= Data shown =
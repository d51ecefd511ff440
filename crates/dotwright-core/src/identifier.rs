//! Document-scoped identifiers.
//!
//! Every entity of a DOT document (nodes, subgraphs, clusters and the root
//! graph itself) is named by an [`Id`]. Uniqueness is guaranteed by a single
//! [`IdRegistry`] per document: the registry hands out generated names for
//! anonymous entities and disambiguates user supplied names that collide.
//!
//! Identifiers are never released. Removing an entity from a document keeps its
//! name reserved, so a stale [`Id`] held elsewhere can never alias a newer
//! entity.

use std::{borrow::Borrow, fmt, ops::Deref, rc::Rc};

use log::debug;
use string_interner::DefaultStringInterner;

/// Prefix of generated node identifiers (`Node0`, `Node1`, ...).
pub const NODE_PREFIX: &str = "Node";

/// Prefix of generated subgraph identifiers (`Graph0`, `Graph1`, ...).
pub const SUBGRAPH_PREFIX: &str = "Graph";

/// Prefix that downstream renderers use to recognize cluster subgraphs.
pub const CLUSTER_PREFIX: &str = "cluster";

/// Prefix of generated cluster identifiers and of corrected custom ones.
const CLUSTER_ID_PREFIX: &str = "cluster_";

/// An identifier of a document entity.
///
/// Identifiers are produced by an [`IdRegistry`] and are cheap to clone. They
/// dereference to `str`, so they can be passed wherever a name is looked up.
///
/// # Examples
///
/// ```
/// use dotwright_core::identifier::IdRegistry;
///
/// let mut registry = IdRegistry::new();
/// let id = registry.allocate_node_id();
/// assert_eq!(id, "Node0");
/// assert_eq!(id.len(), 5);
/// ```
#[derive(Debug, Clone, PartialEq, Eq, Hash, PartialOrd, Ord)]
pub struct Id(Rc<str>);

impl Id {
    fn new(name: &str) -> Self {
        Self(Rc::from(name))
    }

    /// Returns the identifier as a string slice.
    pub fn as_str(&self) -> &str {
        &self.0
    }
}

impl Deref for Id {
    type Target = str;

    fn deref(&self) -> &str {
        &self.0
    }
}

impl Borrow<str> for Id {
    fn borrow(&self) -> &str {
        &self.0
    }
}

impl AsRef<str> for Id {
    fn as_ref(&self) -> &str {
        &self.0
    }
}

impl fmt::Display for Id {
    fn fmt(&self, f: &mut fmt::Formatter<'_>) -> fmt::Result {
        f.write_str(&self.0)
    }
}

impl PartialEq<str> for Id {
    fn eq(&self, other: &str) -> bool {
        &*self.0 == other
    }
}

impl PartialEq<&str> for Id {
    fn eq(&self, other: &&str) -> bool {
        &*self.0 == *other
    }
}

/// Capability of anything that carries a document identifier.
///
/// Edges connect two `Identified` values. Nodes, subgraphs and clusters all
/// qualify, as does a bare [`Id`].
pub trait Identified {
    /// Returns the identifier of this entity.
    fn id(&self) -> &Id;
}

impl Identified for Id {
    fn id(&self) -> &Id {
        self
    }
}

/// The per-document authority for identifier uniqueness.
///
/// Known identifiers are interned; a candidate is accepted only if it has never
/// been registered before. Three counters drive generated names:
///
/// - node names use their own counter,
/// - subgraph and cluster names share one counter,
/// - custom-name disambiguation uses a single counter for the whole document,
///   so no disambiguated suffix is ever attempted twice.
///
/// # Examples
///
/// ```
/// use dotwright_core::identifier::IdRegistry;
///
/// let mut registry = IdRegistry::new();
/// assert_eq!(registry.validate_custom_id("foo"), "foo");
/// assert_eq!(registry.validate_custom_id("foo"), "foo0");
/// assert_eq!(registry.validate_custom_cluster_id("group"), "cluster_group");
/// ```
pub struct IdRegistry {
    known: DefaultStringInterner,
    next_node: u64,
    next_subgraph: u64,
    next_custom: u64,
}

impl IdRegistry {
    /// Creates an empty registry.
    pub fn new() -> Self {
        Self {
            known: DefaultStringInterner::new(),
            next_node: 0,
            next_subgraph: 0,
            next_custom: 0,
        }
    }

    /// Allocates a fresh `Node<N>` identifier.
    ///
    /// Candidates that were already claimed by a custom identifier are skipped.
    pub fn allocate_node_id(&mut self) -> Id {
        loop {
            let candidate = format!("{NODE_PREFIX}{}", self.next_node);
            self.next_node += 1;
            if let Some(id) = self.register(&candidate) {
                return id;
            }
            debug!(candidate; "Generated node identifier already taken");
        }
    }

    /// Allocates a fresh `Graph<N>` identifier.
    pub fn allocate_subgraph_id(&mut self) -> Id {
        loop {
            let candidate = format!("{SUBGRAPH_PREFIX}{}", self.next_subgraph);
            self.next_subgraph += 1;
            if let Some(id) = self.register(&candidate) {
                return id;
            }
            debug!(candidate; "Generated subgraph identifier already taken");
        }
    }

    /// Allocates a fresh `cluster_<N>` identifier.
    ///
    /// Shares its counter with [`IdRegistry::allocate_subgraph_id`].
    pub fn allocate_cluster_id(&mut self) -> Id {
        loop {
            let candidate = format!("{CLUSTER_ID_PREFIX}{}", self.next_subgraph);
            self.next_subgraph += 1;
            if let Some(id) = self.register(&candidate) {
                return id;
            }
            debug!(candidate; "Generated cluster identifier already taken");
        }
    }

    /// Registers a user supplied identifier.
    ///
    /// The candidate is returned verbatim if it is unused. Otherwise the shared
    /// disambiguation counter is appended (`foo` becomes `foo0`, `foo1`, ...)
    /// until an unused name is found.
    ///
    /// # Arguments
    ///
    /// * `candidate` - The identifier requested by the caller.
    pub fn validate_custom_id(&mut self, candidate: &str) -> Id {
        if let Some(id) = self.register(candidate) {
            return id;
        }

        loop {
            let renamed = format!("{candidate}{}", self.next_custom);
            self.next_custom += 1;
            if let Some(id) = self.register(&renamed) {
                debug!(candidate, renamed; "Disambiguated colliding identifier");
                return id;
            }
        }
    }

    /// Registers a user supplied cluster identifier.
    ///
    /// Renderers only treat subgraphs whose name starts with `cluster` as
    /// clusters, so a candidate without that prefix is rewritten to
    /// `cluster_<candidate>` before being validated like any custom identifier.
    pub fn validate_custom_cluster_id(&mut self, candidate: &str) -> Id {
        if candidate.starts_with(CLUSTER_PREFIX) {
            self.validate_custom_id(candidate)
        } else {
            self.validate_custom_id(&format!("{CLUSTER_ID_PREFIX}{candidate}"))
        }
    }

    /// Returns `true` if the identifier has been handed out by this registry.
    pub fn contains(&self, name: &str) -> bool {
        self.known.get(name).is_some()
    }

    /// Returns the number of registered identifiers.
    pub fn len(&self) -> usize {
        self.known.len()
    }

    /// Returns `true` if no identifier has been registered yet.
    pub fn is_empty(&self) -> bool {
        self.known.is_empty()
    }

    fn register(&mut self, candidate: &str) -> Option<Id> {
        if self.contains(candidate) {
            return None;
        }
        self.known.get_or_intern(candidate);
        Some(Id::new(candidate))
    }
}

impl Default for IdRegistry {
    fn default() -> Self {
        Self::new()
    }
}

impl fmt::Debug for IdRegistry {
    fn fmt(&self, f: &mut fmt::Formatter<'_>) -> fmt::Result {
        f.debug_struct("IdRegistry")
            .field("registered", &self.known.len())
            .field("next_node", &self.next_node)
            .field("next_subgraph", &self.next_subgraph)
            .field("next_custom", &self.next_custom)
            .finish()
    }
}

#[cfg(test)]
mod tests {
    use super::*;

    #[test]
    fn test_allocate_node_ids_are_sequential() {
        let mut registry = IdRegistry::new();

        assert_eq!(registry.allocate_node_id(), "Node0");
        assert_eq!(registry.allocate_node_id(), "Node1");
        assert_eq!(registry.allocate_node_id(), "Node2");
    }

    #[test]
    fn test_allocate_node_id_skips_custom_collision() {
        let mut registry = IdRegistry::new();
        registry.validate_custom_id("Node0");

        assert_eq!(registry.allocate_node_id(), "Node1");
    }

    #[test]
    fn test_subgraph_and_cluster_share_counter() {
        let mut registry = IdRegistry::new();

        assert_eq!(registry.allocate_subgraph_id(), "Graph0");
        assert_eq!(registry.allocate_cluster_id(), "cluster_1");
        assert_eq!(registry.allocate_subgraph_id(), "Graph2");
    }

    #[test]
    fn test_custom_id_is_kept_when_unused() {
        let mut registry = IdRegistry::new();

        assert_eq!(registry.validate_custom_id("foo"), "foo");
        assert!(registry.contains("foo"));
    }

    #[test]
    fn test_custom_id_collision_gets_suffix() {
        let mut registry = IdRegistry::new();

        assert_eq!(registry.validate_custom_id("foo"), "foo");
        assert_eq!(registry.validate_custom_id("foo"), "foo0");
        assert_eq!(registry.validate_custom_id("foo"), "foo1");
    }

    #[test]
    fn test_disambiguation_counter_is_shared() {
        let mut registry = IdRegistry::new();

        registry.validate_custom_id("foo");
        assert_eq!(registry.validate_custom_id("foo"), "foo0");

        registry.validate_custom_id("bar");
        assert_eq!(registry.validate_custom_id("bar"), "bar1");
    }

    #[test]
    fn test_disambiguation_skips_taken_suffix() {
        let mut registry = IdRegistry::new();

        registry.validate_custom_id("foo");
        registry.validate_custom_id("foo0");

        assert_eq!(registry.validate_custom_id("foo"), "foo1");
    }

    #[test]
    fn test_cluster_id_gets_prefix() {
        let mut registry = IdRegistry::new();

        assert_eq!(
            registry.validate_custom_cluster_id("mygroup"),
            "cluster_mygroup"
        );
        assert_eq!(registry.validate_custom_cluster_id("cluster_a"), "cluster_a");
        assert_eq!(registry.validate_custom_cluster_id("clusterB"), "clusterB");
    }

    #[test]
    fn test_removed_names_are_never_reused() {
        let mut registry = IdRegistry::new();
        let first = registry.allocate_node_id();
        drop(first);

        assert_eq!(registry.allocate_node_id(), "Node1");
        assert_eq!(registry.len(), 2);
    }

    #[test]
    fn test_id_comparisons() {
        let mut registry = IdRegistry::new();
        let id = registry.validate_custom_id("alpha");

        assert!(id == "alpha");
        assert_eq!(id.as_str(), "alpha");
        assert_eq!(format!("{id}"), "alpha");
        assert_eq!(id.id(), &id);
    }

    #[test]
    fn test_new_registry_is_empty() {
        let registry = IdRegistry::default();

        assert!(registry.is_empty());
        assert!(!registry.contains("Node0"));
    }
}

= Your objective =
Check each line above for the string "this" and copy every line that has it.

= Reply =
    /// Returns the identifier of this entity.
    /// Returns `true` if the identifier has been handed out by this registry.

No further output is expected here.